◆ TASK PROMPT:
Please transcribe every record below exactly as it appears.

◆ SUPPLIED RECORDS:
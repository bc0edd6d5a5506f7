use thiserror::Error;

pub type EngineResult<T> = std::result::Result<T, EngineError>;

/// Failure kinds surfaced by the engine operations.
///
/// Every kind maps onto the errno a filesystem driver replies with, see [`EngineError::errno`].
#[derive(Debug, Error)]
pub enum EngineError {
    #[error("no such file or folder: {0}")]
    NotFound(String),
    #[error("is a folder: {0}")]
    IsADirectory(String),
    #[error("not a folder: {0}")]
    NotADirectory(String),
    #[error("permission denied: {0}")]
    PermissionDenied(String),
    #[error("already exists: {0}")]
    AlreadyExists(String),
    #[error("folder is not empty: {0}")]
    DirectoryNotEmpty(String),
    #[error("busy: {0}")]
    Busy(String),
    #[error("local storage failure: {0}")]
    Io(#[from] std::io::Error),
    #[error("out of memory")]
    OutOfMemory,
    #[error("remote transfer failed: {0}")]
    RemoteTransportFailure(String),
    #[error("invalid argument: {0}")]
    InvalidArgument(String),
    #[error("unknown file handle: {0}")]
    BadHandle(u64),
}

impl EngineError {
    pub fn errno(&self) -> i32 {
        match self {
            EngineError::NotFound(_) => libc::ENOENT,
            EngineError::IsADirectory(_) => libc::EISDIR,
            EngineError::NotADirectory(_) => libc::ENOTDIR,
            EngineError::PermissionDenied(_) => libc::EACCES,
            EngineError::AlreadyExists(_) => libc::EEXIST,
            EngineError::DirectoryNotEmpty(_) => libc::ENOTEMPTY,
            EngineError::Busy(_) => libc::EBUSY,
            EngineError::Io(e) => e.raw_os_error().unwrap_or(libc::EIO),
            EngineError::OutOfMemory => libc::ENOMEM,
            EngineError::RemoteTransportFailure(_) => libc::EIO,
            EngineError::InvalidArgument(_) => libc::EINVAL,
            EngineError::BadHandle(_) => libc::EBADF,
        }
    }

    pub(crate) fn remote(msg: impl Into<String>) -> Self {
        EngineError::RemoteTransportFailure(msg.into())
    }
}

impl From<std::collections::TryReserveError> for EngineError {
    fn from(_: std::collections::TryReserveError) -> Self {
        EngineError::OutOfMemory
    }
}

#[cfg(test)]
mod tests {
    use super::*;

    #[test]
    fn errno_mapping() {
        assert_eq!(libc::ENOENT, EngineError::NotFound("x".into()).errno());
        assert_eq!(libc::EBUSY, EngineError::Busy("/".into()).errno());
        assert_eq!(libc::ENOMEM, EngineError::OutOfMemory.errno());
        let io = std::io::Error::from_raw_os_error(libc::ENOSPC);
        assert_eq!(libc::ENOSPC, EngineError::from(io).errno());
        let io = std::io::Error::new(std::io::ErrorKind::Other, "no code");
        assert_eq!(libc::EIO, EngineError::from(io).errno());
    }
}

◆ FINAL ANSWER:
repository bc0edd6d5a5506f7
use thiserror::Error;

pub type EngineResult<T> = std::result::Result<T, EngineError>;

/// Failure kinds surfaced by the engine operations.
///
/// Every kind maps onto the errno a filesystem driver replies with, see [`EngineError::errno`].
#[derive(Debug, Error)]
pub enum EngineError {
    #[error("no such file or folder: {0}")]
    NotFound(String),
    #[error("is a folder: {0}")]
    IsADirectory(String),
    #[error("not a folder: {0}")]
    NotADirectory(String),
    #[error("permission denied: {0}")]
    PermissionDenied(String),
    #[error("already exists: {0}")]
    AlreadyExists(String),
    #[error("folder is not empty: {0}")]
    DirectoryNotEmpty(String),
    #[error("busy: {0}")]
    Busy(String),
    #[error("local storage failure: {0}")]
    Io(#[from] std::io::Error),
    #[error("out of memory")]
    OutOfMemory,
    #[error("remote transfer failed: {0}")]
    RemoteTransportFailure(String),
    #[error("invalid argument: {0}")]
    InvalidArgument(String),
    #[error("unknown file handle: {0}")]
    BadHandle(u64),
}

impl EngineError {
    pub fn errno(&self) -> i32 {
        match self {
            EngineError::NotFound(_) => libc::ENOENT,
            EngineError::IsADirectory(_) => libc::EISDIR,
            EngineError::NotADirectory(_) => libc::ENOTDIR,
            EngineError::PermissionDenied(_) => libc::EACCES,
            EngineError::AlreadyExists(_) => libc::EEXIST,
            EngineError::DirectoryNotEmpty(_) => libc::ENOTEMPTY,
            EngineError::Busy(_) => libc::EBUSY,
            EngineError::Io(e) => e.raw_os_error().unwrap_or(libc::EIO),
            EngineError::OutOfMemory => libc::ENOMEM,
            EngineError::RemoteTransportFailure(_) => libc::EIO,
            EngineError::InvalidArgument(_) => libc::EINVAL,
            EngineError::BadHandle(_) => libc::EBADF,
        }
    }

    pub(crate) fn remote(msg: impl Into<String>) -> Self {
        EngineError::RemoteTransportFailure(msg.into())
    }
}

impl From<std::collections::TryReserveError> for EngineError {
    fn from(_: std::collections::TryReserveError) -> Self {
        EngineError::OutOfMemory
    }
}

#[cfg(test)]
mod tests {
    use super::*;

    #[test]
    fn errno_mapping() {
        assert_eq!(libc::ENOENT, EngineError::NotFound("x".into()).errno());
        assert_eq!(libc::EBUSY, EngineError::Busy("/".into()).errno());
        assert_eq!(libc::ENOMEM, EngineError::OutOfMemory.errno());
        let io = std::io::Error::from_raw_os_error(libc::ENOSPC);
        assert_eq!(libc::ENOSPC, EngineError::from(io).errno());
        let io = std::io::Error::new(std::io::ErrorKind::Other, "no code");
        assert_eq!(libc::EIO, EngineError::from(io).errno());
    }
}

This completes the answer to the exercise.